Good on Chris, reminds me of the sign picture that was going around sometime back...









Sign text reads:
Due to the frequency of human-bear encounters, the B.C. Fish and Wildlife Branch is advising hikers, hunters, fishermen and any persons that use the out of doors in a recreational or work related function to take extra precautions while in the field.
We advise the outdoorsman to wear little noisy bells on clothing so as to give advanced warning to any bears that might be close by so you don't take them by surprise.
We also advise anyone using the out-of-doors to carry "Pepper Spray" with him is case of an encounter with a bear.
Outdoorsmen should also be on the watch for fresh bear activity, and be able to tell the difference between black bear feces and grizzly bear feces.
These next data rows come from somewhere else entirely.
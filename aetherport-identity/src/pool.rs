use std::{
    collections::{HashMap, HashSet},
    sync::RwLock,
};

use chrono::Utc;

use crate::{pem, Certificate, Error};

/// The set of trusted certificate authorities, indexed by fingerprint, plus a
/// blocklist of individual certificate fingerprints.
///
/// The CA map is fixed once loading is done; the blocklist is append-only and
/// safe to grow while other tasks are verifying peers.
#[derive(Debug, Default)]
pub struct CaPool {
    cas: HashMap<String, Certificate>,
    blocklist: RwLock<HashSet<String>>,
}

impl CaPool {
    pub fn new() -> Self {
        Self::default()
    }

    /// Loads every CA block in a PEM bundle. Expired CAs are still inserted so
    /// their leaves can be named in errors; their fingerprints are returned so
    /// the caller can see the partial success.
    pub fn from_pem(pem: &[u8]) -> Result<(CaPool, Vec<String>), Error> {
        let mut pool = CaPool::new();
        let mut expired = Vec::new();

        let mut rest = pem;
        loop {
            let (cert, remaining) = pem::certificate_from_pem(rest)?;
            let fingerprint = pool.add(cert)?;
            if let Some(fingerprint) = fingerprint {
                expired.push(fingerprint);
            }

            rest = remaining;
            if std::str::from_utf8(rest).map(|s| s.trim().is_empty()).unwrap_or(false) {
                break;
            }
        }

        Ok((pool, expired))
    }

    /// Parses one CA certificate out of `pem` and inserts it, returning the
    /// remaining input and whether the CA was already expired at load time.
    pub fn add_from_pem<'a>(&mut self, pem: &'a [u8]) -> Result<(&'a [u8], bool), Error> {
        let (cert, rest) = pem::certificate_from_pem(pem)?;
        let expired = self.add(cert)?;
        Ok((rest, expired.is_some()))
    }

    /// Inserts a CA certificate. It must be a CA and self-signed. An expired
    /// certificate is inserted anyway; its fingerprint is returned so callers
    /// can surface the warning.
    pub fn add(&mut self, cert: Certificate) -> Result<Option<String>, Error> {
        if !cert.details.is_ca {
            return Err(Error::NotCa);
        }
        if !cert.check_signature(&cert.details.public_key) {
            return Err(Error::NotSelfSigned);
        }

        let fingerprint = cert.sha256_sum()?;
        let expired = cert.expired(Utc::now());
        self.cas.insert(fingerprint.clone(), cert);

        match expired {
            true => Ok(Some(fingerprint)),
            false => Ok(None),
        }
    }

    /// Adds a fingerprint to the blocklist.
    pub fn blocklist(&self, fingerprint: &str) {
        self.blocklist.write().unwrap().insert(fingerprint.to_string());
    }

    /// Whether the certificate's fingerprint is blocklisted. A certificate
    /// that cannot be hashed is treated as blocklisted.
    pub fn is_blocklisted(&self, cert: &Certificate) -> bool {
        let fingerprint = match cert.sha256_sum() {
            Ok(fingerprint) => fingerprint,
            Err(_) => return true,
        };

        self.blocklist.read().unwrap().contains(&fingerprint)
    }

    /// Finds the CA that signed the given certificate.
    pub fn resolve_issuer(&self, cert: &Certificate) -> Result<&Certificate, Error> {
        if cert.details.issuer.is_empty() {
            return Err(Error::NoIssuer);
        }

        self.cas.get(&cert.details.issuer).ok_or(Error::IssuerNotFound)
    }

    /// The trusted CAs, in no particular order.
    pub fn cas(&self) -> impl Iterator<Item = (&String, &Certificate)> {
        self.cas.iter()
    }

    pub fn len(&self) -> usize {
        self.cas.len()
    }

    pub fn is_empty(&self) -> bool {
        self.cas.is_empty()
    }
}
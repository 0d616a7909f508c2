// HTTP request handlers

use axum::{
    body::Bytes,
    extract::{rejection::BytesRejection, State},
    http::{header, StatusCode},
    response::{IntoResponse, Json, Response},
    routing::{get, post},
    Router,
};
use std::sync::Arc;

use super::types::{HealthStatus, PredictResponse};
use super::PredictorServer;
use crate::errors::PredictError;

/// Create the main application router
pub fn create_router(server: Arc<PredictorServer>) -> Router {
    Router::new()
        .route("/predict", post(handle_predict))
        // Health and metrics
        .route("/health", get(health_check))
        .route("/metrics", get(metrics_endpoint))
        .with_state(server)
}

/// Handle POST /predict
///
/// The body is taken raw, and its rejection kept, so that malformed JSON and
/// unreadable bodies (e.g. over the size limit) become error payloads instead
/// of extractor responses.
#[tracing::instrument(skip_all, fields(request_id = %uuid::Uuid::new_v4()))]
async fn handle_predict(
    State(server): State<Arc<PredictorServer>>,
    body: Result<Bytes, BytesRejection>,
) -> Json<PredictResponse> {
    let result = match body {
        Ok(body) => server.predict(&body),
        Err(rejection) => server.reject(PredictError::BodyRejected(rejection.body_text())),
    };
    Json(PredictResponse::from(result))
}

/// Handle GET /health - Health check endpoint
pub async fn health_check(State(server): State<Arc<PredictorServer>>) -> Json<HealthStatus> {
    Json(HealthStatus {
        status: "healthy".to_string(),
        uptime_seconds: server.uptime().as_secs(),
        n_features: server.model().n_features(),
        requests_total: server.metrics().requests_total(),
    })
}

/// Handle GET /metrics - Prometheus metrics endpoint
pub async fn metrics_endpoint(
    State(server): State<Arc<PredictorServer>>,
) -> Result<Response, AppError> {
    let metrics = server.metrics();
    let body = metrics.render()?;

    Ok((
        StatusCode::OK,
        [(header::CONTENT_TYPE, metrics.content_type())],
        body,
    )
        .into_response())
}

/// Application error wrapper for proper HTTP error responses
pub struct AppError(anyhow::Error);

impl IntoResponse for AppError {
    fn into_response(self) -> Response {
        tracing::error!(error = %self.0, "Request failed");

        let body = serde_json::json!({ "error": self.0.to_string() });

        (StatusCode::INTERNAL_SERVER_ERROR, Json(body)).into_response()
    }
}

impl<E> From<E> for AppError
where
    E: Into<anyhow::Error>,
{
    fn from(err: E) -> Self {
        Self(err.into())
    }
}
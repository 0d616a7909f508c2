// Linear regression model
// y = intercept + coefficients . x

use ndarray::{Array1, Array2, ArrayView1};
use serde::{Deserialize, Serialize};

use crate::errors::PredictError;

/// Fitted linear regression: one coefficient per feature plus an intercept
#[derive(Debug, Clone, PartialEq)]
pub struct LinearModel {
    coefficients: Array1<f64>,
    intercept: f64,
}

/// Held-out scores for a fitted model
#[derive(Debug, Clone, Copy, PartialEq, Serialize, Deserialize)]
pub struct Evaluation {
    /// Coefficient of determination (1.0 is a perfect fit)
    pub r2: f64,
    /// Mean squared error
    pub mse: f64,
    /// Mean absolute error
    pub mae: f64,
}

impl LinearModel {
    pub fn new(coefficients: Array1<f64>, intercept: f64) -> Self {
        Self {
            coefficients,
            intercept,
        }
    }

    pub fn coefficients(&self) -> ArrayView1<'_, f64> {
        self.coefficients.view()
    }

    pub fn intercept(&self) -> f64 {
        self.intercept
    }

    /// Input dimensionality the model was trained on
    pub fn n_features(&self) -> usize {
        self.coefficients.len()
    }

    /// Predict for a single feature vector (a one-row input)
    pub fn predict_one(&self, features: &[f64]) -> Result<f64, PredictError> {
        if features.len() != self.n_features() {
            return Err(PredictError::DimensionMismatch {
                expected: self.n_features(),
                actual: features.len(),
            });
        }

        let row = ArrayView1::from(features);
        let prediction = self.intercept + self.coefficients.dot(&row);

        if prediction.is_finite() {
            Ok(prediction)
        } else {
            Err(PredictError::NonFinitePrediction)
        }
    }

    /// Predict for every row of `x`. Caller guarantees `x.ncols() == n_features()`.
    pub fn predict(&self, x: &Array2<f64>) -> Array1<f64> {
        x.dot(&self.coefficients) + self.intercept
    }

    /// Score predictions on `x` against `y`
    pub fn evaluate(&self, x: &Array2<f64>, y: &Array1<f64>) -> Evaluation {
        let predictions = self.predict(x);
        let n = y.len().max(1) as f64;

        let residuals = y - &predictions;
        let ss_res = residuals.mapv(|r| r * r).sum();
        let mae = residuals.mapv(f64::abs).sum() / n;

        let y_mean = y.mean().unwrap_or(0.0);
        let ss_tot = y.mapv(|v| (v - y_mean) * (v - y_mean)).sum();

        // Constant targets: perfect predictions score 1, anything else 0
        let r2 = if ss_tot > 0.0 {
            1.0 - ss_res / ss_tot
        } else if ss_res == 0.0 {
            1.0
        } else {
            0.0
        };

        Evaluation {
            r2,
            mse: ss_res / n,
            mae,
        }
    }
}

#[cfg(test)]
mod tests {
    use super::*;
    use ndarray::array;

    fn model() -> LinearModel {
        LinearModel::new(array![2.0, -1.0, 0.5], 10.0)
    }

    #[test]
    fn test_predict_one() {
        let prediction = model().predict_one(&[1.0, 2.0, 4.0]).unwrap();
        assert_eq!(prediction, 10.0 + 2.0 - 2.0 + 2.0);
    }

    #[test]
    fn test_predict_one_dimension_mismatch() {
        assert_eq!(
            model().predict_one(&[1.0, 2.0]),
            Err(PredictError::DimensionMismatch {
                expected: 3,
                actual: 2
            })
        );
    }

    #[test]
    fn test_predict_one_rejects_overflow() {
        let result = model().predict_one(&[f64::MAX, -f64::MAX, 0.0]);
        assert_eq!(result, Err(PredictError::NonFinitePrediction));
    }

    #[test]
    fn test_batch_predict_matches_single() {
        let x = array![[1.0, 2.0, 4.0], [0.0, 0.0, 0.0]];
        let batch = model().predict(&x);
        assert_eq!(batch[0], model().predict_one(&[1.0, 2.0, 4.0]).unwrap());
        assert_eq!(batch[1], 10.0);
    }

    #[test]
    fn test_evaluate_perfect_fit() {
        let x = array![[1.0, 0.0, 0.0], [0.0, 1.0, 0.0], [0.0, 0.0, 2.0]];
        let y = model().predict(&x);
        let scores = model().evaluate(&x, &y);
        assert_eq!(scores.r2, 1.0);
        assert_eq!(scores.mse, 0.0);
        assert_eq!(scores.mae, 0.0);
    }

    #[test]
    fn test_evaluate_errors() {
        let model = LinearModel::new(array![0.0], 0.0);
        let x = array![[0.0], [0.0]];
        let y = array![1.0, 3.0];
        let scores = model.evaluate(&x, &y);
        assert_eq!(scores.mse, 5.0);
        assert_eq!(scores.mae, 2.0);
        // Predicting 0 is worse than predicting the mean
        assert!(scores.r2 < 0.0);
    }
}
// Configuration structs

use serde::Deserialize;
use std::path::PathBuf;

/// Default artifact file shared by the trainer and the service
pub const DEFAULT_MODEL_PATH: &str = "diabetes_model.json";

#[derive(Debug, Clone, Default, Deserialize)]
#[serde(default)]
pub struct Config {
    /// Settings for the `train` command
    pub trainer: TrainerConfig,

    /// Settings for the `serve` command
    pub server: ServerConfig,
}

#[derive(Debug, Clone, Deserialize)]
#[serde(default)]
pub struct TrainerConfig {
    /// Where the fitted model is written (overwritten on every run)
    pub model_path: PathBuf,

    /// Fraction of rows held out for evaluation (default: 0.2)
    pub test_size: f64,

    /// Seed for the train/test shuffle (default: 42)
    pub seed: u64,
}

impl Default for TrainerConfig {
    fn default() -> Self {
        Self {
            model_path: PathBuf::from(DEFAULT_MODEL_PATH),
            test_size: 0.2,
            seed: 42,
        }
    }
}

#[derive(Debug, Clone, Deserialize)]
#[serde(default)]
pub struct ServerConfig {
    /// Bind address (default: all interfaces, port 5000)
    pub bind_address: String,

    /// Model artifact loaded at startup
    pub model_path: PathBuf,

    /// Append-only prediction log
    pub log_path: PathBuf,

    /// Verbose logging unless RUST_LOG says otherwise
    pub debug: bool,
}

impl Default for ServerConfig {
    fn default() -> Self {
        Self {
            bind_address: "0.0.0.0:5000".to_string(),
            model_path: PathBuf::from(DEFAULT_MODEL_PATH),
            log_path: PathBuf::from("prediction.log"),
            debug: true,
        }
    }
}
// Configuration module
// Public interface for configuration loading

mod loader;
mod settings;

pub use loader::{load_config, DEFAULT_CONFIG_FILE};
pub use settings::{Config, ServerConfig, TrainerConfig};
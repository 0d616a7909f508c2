// Models module
// Fitted linear regression and its on-disk artifact

mod linear;
mod persistence;

pub use linear::{Evaluation, LinearModel};
pub use persistence::{load_model, model_exists, save_model, ModelArtifact, FORMAT_VERSION};
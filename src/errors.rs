// Error types and user-friendly startup messages
//
// Request-level and training failures are typed (`PredictError`,
// `TrainError`, `ArtifactError`). Startup failures are plain anyhow errors
// whose text points the user at the fix.

use std::fmt;
use thiserror::Error;

/// Failure of a single `/predict` call. Never fatal to the service.
#[derive(Debug, Error, PartialEq)]
pub enum PredictError {
    /// Body was not JSON, lacked `features`, or held non-numeric entries
    #[error("Malformed input: {0}")]
    MalformedInput(String),

    #[error("Expected {expected} features, got {actual}")]
    DimensionMismatch { expected: usize, actual: usize },

    #[error("Prediction is not a finite number")]
    NonFinitePrediction,

    /// Body could not be read (e.g. over the size limit)
    #[error("Request body rejected: {0}")]
    BodyRejected(String),
}

/// Failure while fitting a model
#[derive(Debug, Error, PartialEq)]
pub enum TrainError {
    #[error("Dataset is empty")]
    EmptyDataset,

    #[error("Feature matrix has {rows} rows but there are {targets} targets")]
    ShapeMismatch { rows: usize, targets: usize },

    #[error("Row {row} has {actual} features, expected {expected}")]
    RaggedRow {
        row: usize,
        expected: usize,
        actual: usize,
    },

    #[error("Cannot split {rows} rows with test_size {test_size}")]
    InvalidSplit { rows: usize, test_size: f64 },

    #[error("Design matrix is rank deficient (column {column} is linearly dependent)")]
    RankDeficient { column: usize },
}

/// A model artifact that parsed but cannot be served
#[derive(Debug, Error, PartialEq)]
pub enum ArtifactError {
    #[error("Artifact declares {expected} features but stores {actual} coefficients")]
    CoefficientCount { expected: usize, actual: usize },

    #[error("Artifact contains a non-finite parameter")]
    NonFinite,

    #[error("Unsupported artifact format version {0}")]
    UnsupportedVersion(u32),
}

/// Format a missing model artifact error with helpful suggestions
pub fn model_not_found_error(path: &str) -> String {
    format!(
        "Model artifact not found: {}\n\n\
        \x1b[1;33mPossible causes:\x1b[0m\n\
        • The model has not been trained yet\n\
        • The service runs from a different directory than the trainer\n\n\
        \x1b[1;32mTry:\x1b[0m\n\
        1. Train the model:\n\
           \x1b[36mdiabetes-predictor train\x1b[0m\n\n\
        2. Point the service at the artifact:\n\
           \x1b[36mdiabetes-predictor serve --model-path {}\x1b[0m",
        path, path
    )
}

/// Format a model loading error with helpful suggestions
pub fn model_loading_error(path: &str, error: &str) -> String {
    format!(
        "Failed to load model '{}'\n\n\
        \x1b[1;33mError:\x1b[0m {}\n\n\
        \x1b[1;33mPossible causes:\x1b[0m\n\
        • Corrupted or truncated artifact\n\
        • Artifact written by an incompatible version\n\n\
        \x1b[1;32mTry:\x1b[0m\n\
        1. Retrain to regenerate the artifact:\n\
           \x1b[36mdiabetes-predictor train --model-path {}\x1b[0m",
        path, error, path
    )
}

/// Format a config parse error with helpful suggestions
pub fn config_parse_error(path: &str, error: &str) -> String {
    format!(
        "Failed to parse config file {}\n\n\
        \x1b[1;33mError:\x1b[0m {}\n\n\
        \x1b[1;32mTry:\x1b[0m\n\
        1. Check config file syntax:\n\
           \x1b[36mcat {}\x1b[0m\n\n\
        2. Common mistakes:\n\
           • Missing quotes around strings\n\
           • Keys outside the [trainer] or [server] tables",
        path, error, path
    )
}

/// Format an error opening the prediction log
pub fn log_file_error(path: &str, error: &str) -> String {
    format!(
        "Cannot open prediction log {}: {}\n\n\
        \x1b[1;32mTry:\x1b[0m\n\
        1. Check parent directory permissions:\n\
           \x1b[36mls -la $(dirname \"{}\")\x1b[0m\n\n\
        2. Use a different location:\n\
           \x1b[36mdiabetes-predictor serve --log-path /tmp/prediction.log\x1b[0m",
        path, error, path
    )
}

/// Wrap a generic error with a suggestion
pub fn wrap_error_with_suggestion(error: impl fmt::Display, suggestion: &str) -> String {
    format!("{}\n\n\x1b[1;33mSuggestion:\x1b[0m {}", error, suggestion)
}

#[cfg(test)]
mod tests {
    use super::*;

    #[test]
    fn test_model_not_found_suggests_training() {
        let msg = model_not_found_error("diabetes_model.json");
        assert!(msg.contains("diabetes-predictor train"));
        assert!(msg.contains("--model-path diabetes_model.json"));
    }

    #[test]
    fn test_predict_error_messages() {
        let err = PredictError::DimensionMismatch {
            expected: 10,
            actual: 3,
        };
        assert_eq!(err.to_string(), "Expected 10 features, got 3");

        let err = PredictError::MalformedInput("missing field `features`".to_string());
        assert!(err.to_string().starts_with("Malformed input"));
    }

    #[test]
    fn test_suggestion_follows_error_text() {
        let msg = wrap_error_with_suggestion("address in use", "pick another port");
        assert!(msg.starts_with("address in use"));
        assert!(msg.contains("pick another port"));
    }
}
// Offline training run
// Bundled dataset -> seeded split -> OLS fit -> held-out evaluation -> artifact

use anyhow::{Context, Result};
use std::time::Instant;

use super::ols::fit_ols;
use crate::config::TrainerConfig;
use crate::data::{train_test_split, Dataset, Split};
use crate::models::{save_model, Evaluation, LinearModel, ModelArtifact};

/// Result of a training run
#[derive(Debug, Clone)]
pub struct TrainingResult {
    /// Artifact as written to disk
    pub artifact: ModelArtifact,
    /// Number of rows fitted on
    pub train_rows: usize,
    /// Number of rows held out
    pub test_rows: usize,
    /// Training duration in seconds
    pub duration_secs: f64,
}

/// Fit on the train split and score on the test split
pub fn fit_on_split(split: &Split) -> Result<(LinearModel, Evaluation)> {
    let model = fit_ols(&split.x_train, &split.y_train)?;
    let evaluation = model.evaluate(&split.x_test, &split.y_test);
    Ok((model, evaluation))
}

/// Trains the linear model and writes its artifact
pub struct Trainer {
    config: TrainerConfig,
}

impl Trainer {
    pub fn new(config: TrainerConfig) -> Self {
        Self { config }
    }

    /// Train on the bundled diabetes dataset
    pub fn run(&self) -> Result<TrainingResult> {
        let dataset = Dataset::bundled()?;
        self.run_on(&dataset)
    }

    /// Train on `dataset`, overwriting the configured artifact path
    pub fn run_on(&self, dataset: &Dataset) -> Result<TrainingResult> {
        let start = Instant::now();

        tracing::info!(
            dataset = %dataset.name,
            samples = dataset.n_samples(),
            features = dataset.n_features(),
            seed = self.config.seed,
            "Training linear regression"
        );

        let split = train_test_split(dataset, self.config.test_size, self.config.seed)
            .context("Failed to split dataset")?;
        let (model, evaluation) = fit_on_split(&split).context("Failed to fit model")?;

        tracing::info!(
            r2 = evaluation.r2,
            mse = evaluation.mse,
            mae = evaluation.mae,
            "Held-out evaluation"
        );

        let artifact = ModelArtifact::new(
            &model,
            dataset.feature_names.clone(),
            self.config.seed,
            self.config.test_size,
            evaluation,
        );
        save_model(&self.config.model_path, &artifact)?;

        Ok(TrainingResult {
            artifact,
            train_rows: split.x_train.nrows(),
            test_rows: split.x_test.nrows(),
            duration_secs: start.elapsed().as_secs_f64(),
        })
    }
}

#[cfg(test)]
mod tests {
    use super::*;
    use crate::models::load_model;
    use tempfile::TempDir;

    #[test]
    fn test_run_writes_loadable_artifact() {
        let dir = TempDir::new().unwrap();
        let config = TrainerConfig {
            model_path: dir.path().join("model.json"),
            ..TrainerConfig::default()
        };

        let result = Trainer::new(config.clone()).run().unwrap();
        assert_eq!(result.train_rows, 353);
        assert_eq!(result.test_rows, 89);

        let (model, artifact) = load_model(&config.model_path).unwrap();
        assert_eq!(model.n_features(), 10);
        assert_eq!(artifact.coefficients, result.artifact.coefficients);
        assert_eq!(artifact.feature_names.len(), 10);
        assert_eq!(artifact.seed, 42);
    }

    #[test]
    fn test_bundled_fit_explains_variance() {
        let dataset = Dataset::bundled().unwrap();
        let split = train_test_split(&dataset, 0.2, 42).unwrap();
        let (_, evaluation) = fit_on_split(&split).unwrap();
        assert!(evaluation.r2 > 0.2, "r2 was {}", evaluation.r2);
        assert!(evaluation.r2 < 1.0);
    }
}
Black bear feces is smaller and contains lots of berries and squirrel fur. Grizzly bear *[Excuse my language.... I have a limited vocabulary]* has bells in it and smells like pepper.


----------



## bones44 (Jan 7, 2011)

Good one guys !!


----------



## fr3db3ar (Aug 6, 2011)

Those are both pretty funny.


----------



## BondCoCoyote (Feb 14, 2012)




----------